Friday, August 23, 2019

It's Her Birthday


August 23rd, Marty’s dad, Arty, was born in 1925, I think I have the year correct.  August 23rd, Marty’s birthday twin, Ellen Elliot, was born, seven years ago.  August 23rd, 1954, Marty Jean Watkins came into the world in Clovis, New Mexico.  

The world, at least for some of us, was irrevocably changed, mostly for the better.
It’s been about 13 weeks since Marty left us, I want to say left me but that’s not even close to accurate, she left a lot of us in May.

I’m not sure what to do with this day, I’m just not.  It’s sad, it’s okay, if’s fine 3.0.  I’m just not sure how this day is supposed to work anymore.

When Marty’s dad passed away in 2004 I know Marty dreaded that first August 23rd when she wouldn’t be able to sing “Happy Birthday to Us” with her Dad.  The first stroke kept her from having to deal with that day.

I’ve talked to both Erin and Matt today and I think they feel the same way I do, a bit of confusion on how to do this day.  It’s sad, I mean real live sad, but somehow on Marty’s birthday, on this August 23rd we can’t be washed in simple grief and sadness.  

Somehow I think we, I know Marty would have wanted, must “suck it up” and remember on this day the Marty that was, the Marty that made us laugh, that made us cry, that made us think, that made us love, that made us understand love, that made us have courage. 

The Marty that touched my soul.  

I think today of all days I want to remember sitting around the dinner (supper if you’re from the country like me) table talking with the kids and asking them about their day, asking them who they sat with at lunch, asking them what they learned.

I want to remember the little sticky note Marty gave me with an imprint of her lips on them, the sticky note I carried in my billfold for years to remind me who I was.

I want to remember sitting in a garage of a rental house in Lubbock Texas watching and smelling the rain as Marty and I fell in love.

I want to remember watching her ski down the slopes at Red River and Angel Fire.  I want to remember her pulling me out of a snow drift in Breckenridge Colorado.

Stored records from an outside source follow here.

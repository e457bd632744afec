//! Event classification
//!
//! Turns a surviving file system event into at most one upload task. The
//! decision depends only on the path and the live file system state at
//! classification time; the backend's directory hint is never trusted.

use crate::FileSystemEvent;
use snapship_core::{DestinationKeys, UploadFilter, UploadTask};
use std::fs;
use tracing::trace;

/// Classifies events into upload tasks
#[derive(Debug, Clone)]
pub struct Classifier {
    filter: UploadFilter,
    keys: DestinationKeys,
}

impl Classifier {
    pub fn new(filter: UploadFilter, keys: DestinationKeys) -> Self {
        Self { filter, keys }
    }

    /// Classify one event
    pub fn classify(&self, event: &FileSystemEvent) -> Option<UploadTask> {
        // Deletions belong to the watch-set owner
        if event.kind.is_delete() {
            return None;
        }

        let path = &event.path;
        if self.filter.is_reserved(path) {
            trace!("Reserved path, skipping: {}", path.display());
            return None;
        }

        let metadata = match fs::metadata(path) {
            Ok(metadata) => metadata,
            Err(e) => {
                trace!("Path gone before classification: {} ({})", path.display(), e);
                return None;
            }
        };

        if metadata.is_dir() {
            if self.filter.is_excluded(path, true) {
                return None;
            }
            let key = self.keys.key_for(path)?;
            return Some(UploadTask::directory(path.clone(), key));
        }

        if metadata.is_file() && self.filter.should_upload_file(path) {
            let key = self.keys.key_for(path)?;
            return Some(UploadTask::file(path.clone(), key));
        }

        trace!("Not uploadable: {}", path.display());
        None
    }

    pub fn filter(&self) -> &UploadFilter {
        &self.filter
    }

    pub fn keys(&self) -> &DestinationKeys {
        &self.keys
    }
}
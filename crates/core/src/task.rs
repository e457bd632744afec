//! Upload tasks handed from the classifier to the dispatcher

use std::path::PathBuf;

/// What an upload task points at, decided by a live stat at classification time
#[derive(Debug, Clone, Copy, PartialEq, Eq)]
pub enum Target {
    /// A single file, uploaded directly
    File,
    /// A directory, expanded by a worker into its files
    Directory,
}

/// A unit of work for the upload dispatcher
#[derive(Debug, Clone, PartialEq, Eq)]
pub struct UploadTask {
    /// Absolute path of the file or directory
    pub path: PathBuf,
    /// Destination key (for directories, the key prefix of its contents)
    pub destination_key: String,
    /// File or directory
    pub target: Target,
}

impl UploadTask {
    pub fn file(path: impl Into<PathBuf>, destination_key: impl Into<String>) -> Self {
        Self {
            path: path.into(),
            destination_key: destination_key.into(),
            target: Target::File,
        }
    }

    pub fn directory(path: impl Into<PathBuf>, destination_key: impl Into<String>) -> Self {
        Self {
            path: path.into(),
            destination_key: destination_key.into(),
            target: Target::Directory,
        }
    }

    pub fn is_directory(&self) -> bool {
        self.target == Target::Directory
    }
}
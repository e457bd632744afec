//! Core types for Snapship
//!
//! This crate provides:
//! - The immutable execution-environment record (`CommonMetadata`)
//! - Deterministic destination keys for uploaded objects
//! - The upload filter (backup/snapshot directory and uploadable file predicates)
//! - Upload task definitions shared by the watcher and the dispatcher

pub mod filter;
pub mod key;
pub mod metadata;
pub mod task;

// Re-exports
pub use filter::{FilterError, UploadFilter};
pub use key::DestinationKeys;
pub use metadata::{Cloud, CommonMetadata};
pub use task::{Target, UploadTask};
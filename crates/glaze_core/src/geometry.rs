//! Geometry primitives shared by the layer model and filter synthesis.

/// 2D size in logical pixels
#[derive(Clone, Copy, Debug, Default, PartialEq)]
pub struct Size {
    pub width: f32,
    pub height: f32,
}

impl Size {
    pub const ZERO: Size = Size {
        width: 0.0,
        height: 0.0,
    };

    pub const fn new(width: f32, height: f32) -> Self {
        Self { width, height }
    }

    /// True when both axes are strictly positive.
    ///
    /// NaN compares false, so an unmeasurable size never counts as laid out.
    pub fn is_nonzero(&self) -> bool {
        self.width > 0.0 && self.height > 0.0
    }

    /// Ratio of width to height, or 1.0 for degenerate sizes
    pub fn aspect_ratio(&self) -> f32 {
        if self.is_nonzero() {
            self.width / self.height
        } else {
            1.0
        }
    }
}

/// 2D vector
#[derive(Clone, Copy, Debug, Default, PartialEq)]
pub struct Vec2 {
    pub x: f32,
    pub y: f32,
}

impl Vec2 {
    pub const ZERO: Vec2 = Vec2 { x: 0.0, y: 0.0 };

    pub const fn new(x: f32, y: f32) -> Self {
        Self { x, y }
    }

    pub fn length(&self) -> f32 {
        (self.x * self.x + self.y * self.y).sqrt()
    }
}

/// Corner radii for rounded rectangles
#[derive(Clone, Copy, Debug, Default, PartialEq)]
pub struct CornerRadius {
    pub top_left: f32,
    pub top_right: f32,
    pub bottom_right: f32,
    pub bottom_left: f32,
}

impl CornerRadius {
    pub const ZERO: CornerRadius = CornerRadius {
        top_left: 0.0,
        top_right: 0.0,
        bottom_right: 0.0,
        bottom_left: 0.0,
    };

    pub fn uniform(radius: f32) -> Self {
        Self {
            top_left: radius,
            top_right: radius,
            bottom_right: radius,
            bottom_left: radius,
        }
    }

    pub fn is_uniform(&self) -> bool {
        self.top_left == self.top_right
            && self.top_right == self.bottom_right
            && self.bottom_right == self.bottom_left
    }
}

impl From<f32> for CornerRadius {
    fn from(radius: f32) -> Self {
        Self::uniform(radius)
    }
}
//! Glaze Glass
//!
//! The liquid glass surface primitive: blurred, translucent, chromatically
//! aberrated surfaces that never flash unstyled content.
//!
//! # Features
//!
//! - **Presets**: five named variants merged with typed, field-level overrides
//! - **Filter synthesis**: a displacement + chromatic aberration filter per
//!   instance, bound by an id no other mounted instance shares
//! - **Readiness**: the effect stays hidden until the container is measured
//!   and the filter asset has attached, in either order, and never regresses
//! - **Rendering**: a layered surface whose content is always present and
//!   interactive while the effect fades in
//!
//! # Example
//!
//! ```rust
//! use glaze_glass::prelude::*;
//!
//! let mut ctx = GlassContext::new();
//! let card = ctx.mount(
//!     SurfaceConfig::new(VariantName::Subtle)
//!         .with_overrides(GlassOverrides::new().frost(0.9)),
//!     Layer::ui(UiNode::new(1)),
//! );
//!
//! let surface = ctx.get_mut(card).unwrap();
//! assert_eq!(surface.config().frost, 0.9);
//! assert!(surface.should_show_fallback());
//!
//! surface.observe_size(Size::new(200.0, 100.0));
//! surface.attach_asset();
//! assert!(!surface.should_show_fallback());
//! ```

pub mod config;
pub mod context;
pub mod error;
pub mod filter;
pub mod preset;
pub mod readiness;
pub mod surface;

pub use config::{SurfaceAttributes, SurfaceConfig, TransitionConfig};
pub use context::{GlassContext, SurfaceKey};
pub use error::GlassError;
pub use filter::{
    synthesize, ChromaticOffsets, Dimensions, DisplacementParams, FilterDefinition,
    FilterSynthesizer,
};
pub use preset::{resolve, resolve_named, GlassConfig, GlassOverrides, VariantName};
pub use readiness::{ReadinessCoordinator, ReadinessPhase, ReadinessSignal, ReadinessState};
pub use surface::{layer_names, GlassSurface};

/// Prelude module - import everything commonly needed
pub mod prelude {
    pub use crate::config::{SurfaceAttributes, SurfaceConfig};
    pub use crate::context::{GlassContext, SurfaceKey};
    pub use crate::error::GlassError;
    pub use crate::preset::{resolve, GlassConfig, GlassOverrides, VariantName};
    pub use crate::readiness::{ReadinessPhase, ReadinessState};
    pub use crate::surface::{layer_names, GlassSurface};

    // Core types
    pub use glaze_animation::Easing;
    pub use glaze_core::events::event_types;
    pub use glaze_core::{Color, Event, EventTarget, FilterIdAllocator, Layer, Size, UiNode};
}
//! Glass Card Demo
//!
//! Mounts a card-style wrapper around a glass surface, drives it through the
//! readiness signals a host would deliver, and prints each frame's layer tree
//! followed by the filter asset.
//!
//! Run with:
//! `cargo run -p glaze_glass --example glass_card`

use glaze_glass::prelude::*;

/// A thin consumer in the shape of a derived widget: picks a preset, adds its
/// own classes, and hands content to the surface.
struct GlassCard {
    key: SurfaceKey,
}

const CARD_TOML: &str = r#"
variant = "subtle"

[overrides]
radius = 18.0

[transition]
duration_ms = 240
easing = "ease-in-out"

[attributes]
class_names = ["card"]
style = { padding = "16px" }
"#;

impl GlassCard {
    fn mount(ctx: &mut GlassContext, content: UiNode) -> Result<Self, GlassError> {
        let config = SurfaceConfig::from_toml_str(CARD_TOML)?;
        Ok(Self {
            key: ctx.mount(config, Layer::ui(content)),
        })
    }
}

fn print_tree(layer: &Layer) {
    layer.traverse(|layer, depth| {
        let indent = "  ".repeat(depth);
        let name = layer.name().unwrap_or("-");
        match layer {
            Layer::Opacity { value, .. } => println!("{indent}opacity {value:.2}"),
            Layer::Filtered { filter, .. } => println!("{indent}{name} -> {}", filter.url()),
            Layer::Border { color, .. } => println!("{indent}{name} {}", color.to_css()),
            _ => println!("{indent}{name}"),
        }
    });
}

fn main() -> Result<(), GlassError> {
    tracing_subscriber::fmt()
        .with_max_level(tracing::Level::INFO)
        .init();

    let mut ctx = GlassContext::new();
    let card = GlassCard::mount(&mut ctx, UiNode::new(1))?;

    // The host reports layout first, then the asset's load signal.
    if let Some(id) = ctx.get(card.key).map(GlassSurface::id) {
        ctx.dispatch(&mut Event::resize(id, 320.0, 180.0));
        ctx.dispatch(&mut Event::asset_load(id));
    }

    let mut frame = 0;
    loop {
        let animating = ctx.tick_all(60.0);
        if let Some(surface) = ctx.get(card.key) {
            println!(
                "frame {frame}: effect {:.2}, fallback {}",
                surface.effect_opacity(),
                surface.should_show_fallback()
            );
            if !animating {
                print_tree(&surface.render());
                println!("{}", surface.filter_asset());
            }
        }
        if !animating {
            break;
        }
        frame += 1;
    }

    ctx.unmount(card.key);
    tracing::info!("live filter ids after unmount: {}", ctx.allocator().live_count());
    Ok(())
}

I want to remember lying in bed with Marty, laughing about something completely stupid that no one else in the world would have thought that funny.  

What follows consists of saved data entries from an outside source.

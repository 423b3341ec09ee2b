use std::fs;

use glaze_glass::prelude::*;

#[test]
fn surface_config_loads_from_file() {
    let path = std::env::temp_dir().join(format!("glaze-surface-{}.toml", std::process::id()));
    fs::write(
        &path,
        r#"
        variant = "subtle"

        [overrides]
        frost = 0.9

        [attributes]
        class_names = ["card"]
        "#,
    )
    .unwrap();

    let config = SurfaceConfig::from_file(&path);
    let _ = fs::remove_file(&path);
    let config = config.unwrap();

    let allocator = FilterIdAllocator::new();
    let surface = GlassSurface::mount(&allocator, config, Layer::empty());
    assert_eq!(surface.variant(), VariantName::Subtle);
    assert_eq!(surface.config().frost, 0.9);
    assert_eq!(
        surface.render().props().class_names.as_slice(),
        ["card".to_string()]
    );
}

#[test]
fn parse_errors_name_the_problem() {
    let err = SurfaceConfig::from_toml_str("[overrides]\nfrost = \"lots\"").unwrap_err();
    assert!(matches!(err, GlassError::Config(_)));
    assert!(err.to_string().starts_with("config parse error"), "{err}");
}
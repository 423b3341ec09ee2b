//! Event dispatch
//!
//! Interaction events (pointer, focus, keys) and observation signals (resize,
//! asset load) share one event shape so a host can feed both through the same
//! entry point. Interaction is aimed at a content node; observation signals
//! are aimed at the surface that owns a filter. The two never share an id
//! space.

use rustc_hash::FxHashMap;

use crate::id::FilterId;
use crate::layer::UiNode;

/// Event type identifier
pub type EventType = u32;

/// Common event types
pub mod event_types {
    use super::EventType;

    pub const POINTER_DOWN: EventType = 1;
    pub const POINTER_UP: EventType = 2;
    pub const POINTER_MOVE: EventType = 3;
    pub const POINTER_ENTER: EventType = 4;
    pub const POINTER_LEAVE: EventType = 5;
    pub const CLICK: EventType = 6;
    pub const FOCUS: EventType = 10;
    pub const BLUR: EventType = 11;
    pub const KEY_DOWN: EventType = 20;
    pub const KEY_UP: EventType = 21;
    /// Layout reported a new size for the target
    pub const RESIZE: EventType = 40;

    /// An embedded resource (e.g. an SVG filter asset) finished attaching
    pub const ASSET_LOAD: EventType = 90;

    /// Whether the event is user interaction rather than an observation signal
    pub fn is_interaction(event_type: EventType) -> bool {
        matches!(
            event_type,
            POINTER_DOWN
                | POINTER_UP
                | POINTER_MOVE
                | POINTER_ENTER
                | POINTER_LEAVE
                | CLICK
                | FOCUS
                | BLUR
                | KEY_DOWN
                | KEY_UP
        )
    }
}

/// What an event is aimed at
#[derive(Clone, Copy, Debug, PartialEq, Eq, Hash)]
pub enum EventTarget {
    /// A glass surface, addressed by the filter it owns
    Surface(FilterId),
    /// A caller content node
    Node(UiNode),
}

/// A UI event with associated data
#[derive(Clone, Debug)]
pub struct Event {
    pub event_type: EventType,
    pub target: EventTarget,
    pub data: EventData,
    pub propagation_stopped: bool,
}

/// Event-specific data
#[derive(Clone, Debug)]
pub enum EventData {
    Pointer { x: f32, y: f32, button: u8 },
    Key { code: u32 },
    Resize { width: f32, height: f32 },
    None,
}

impl Event {
    pub fn new(event_type: EventType, target: EventTarget, data: EventData) -> Self {
        Self {
            event_type,
            target,
            data,
            propagation_stopped: false,
        }
    }

    pub fn pointer(event_type: EventType, node: UiNode, x: f32, y: f32) -> Self {
        Self::new(
            event_type,
            EventTarget::Node(node),
            EventData::Pointer { x, y, button: 0 },
        )
    }

    pub fn key(event_type: EventType, node: UiNode, code: u32) -> Self {
        Self::new(event_type, EventTarget::Node(node), EventData::Key { code })
    }

    pub fn resize(surface: FilterId, width: f32, height: f32) -> Self {
        Self::new(
            event_types::RESIZE,
            EventTarget::Surface(surface),
            EventData::Resize { width, height },
        )
    }

    pub fn asset_load(surface: FilterId) -> Self {
        Self::new(
            event_types::ASSET_LOAD,
            EventTarget::Surface(surface),
            EventData::None,
        )
    }

    pub fn stop_propagation(&mut self) {
        self.propagation_stopped = true;
    }
}

/// Event handler function type
pub type EventHandler = Box<dyn Fn(&Event) + Send + Sync>;

/// Dispatches events to registered handlers
pub struct EventDispatcher {
    handlers: FxHashMap<(EventTarget, EventType), Vec<EventHandler>>,
}

impl EventDispatcher {
    pub fn new() -> Self {
        Self {
            handlers: FxHashMap::default(),
        }
    }

    /// Register an event handler for a target and event type
    pub fn register<F>(&mut self, target: EventTarget, event_type: EventType, handler: F)
    where
        F: Fn(&Event) + Send + Sync + 'static,
    {
        self.handlers
            .entry((target, event_type))
            .or_default()
            .push(Box::new(handler));
    }

    /// Dispatch an event to all registered handlers.
    ///
    /// Returns the number of handlers invoked.
    pub fn dispatch(&self, event: &mut Event) -> usize {
        let mut invoked = 0;
        if let Some(handlers) = self.handlers.get(&(event.target, event.event_type)) {
            for handler in handlers {
                if event.propagation_stopped {
                    break;
                }
                handler(event);
                invoked += 1;
            }
        }
        invoked
    }

    /// Drop every handler registered for `target`
    pub fn unregister_target(&mut self, target: EventTarget) {
        self.handlers.retain(|(t, _), _| *t != target);
    }

    /// Number of handlers registered for `target`
    pub fn handler_count(&self, target: EventTarget) -> usize {
        self.handlers
            .iter()
            .filter(|((t, _), _)| *t == target)
            .map(|(_, hs)| hs.len())
            .sum()
    }
}

impl Default for EventDispatcher {
    fn default() -> Self {
        Self::new()
    }
}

I want to remember the encouragement, the advice, the ear she gave me when work seemed 
impossible.

I want to remember the way she cradled and loved our children.  I want to remember her working on a paper Mache shark for one of Matt’s projects.  I want to remember her working on a video for a little girl named Erin who was thinking about being a doctor.

I want to remember how she cried when we dropped off the kids at college, and how we felt a mutual pride that they were ready and maybe we helped with that.

I want to remember a woman who was broken by a deadly stroke who stood on a rehab staircase, raised her hands in celebration and shook her back side.

I want to remember a woman who held my hand tightly and looked me dead in the eyes and said I love you too many times to count.

There’s just so much there, so many amazing moments and things I think about every day when my heart allows my mind to go there.  So many years, so many good things, so many happy moments interspersed with the worst of all times.

On this day, on this day when it feels so sad, when the mind realizes the magnitude of the loss, I remember her smile and her laugh, both of which always did and always will fill me with an eternal happiness.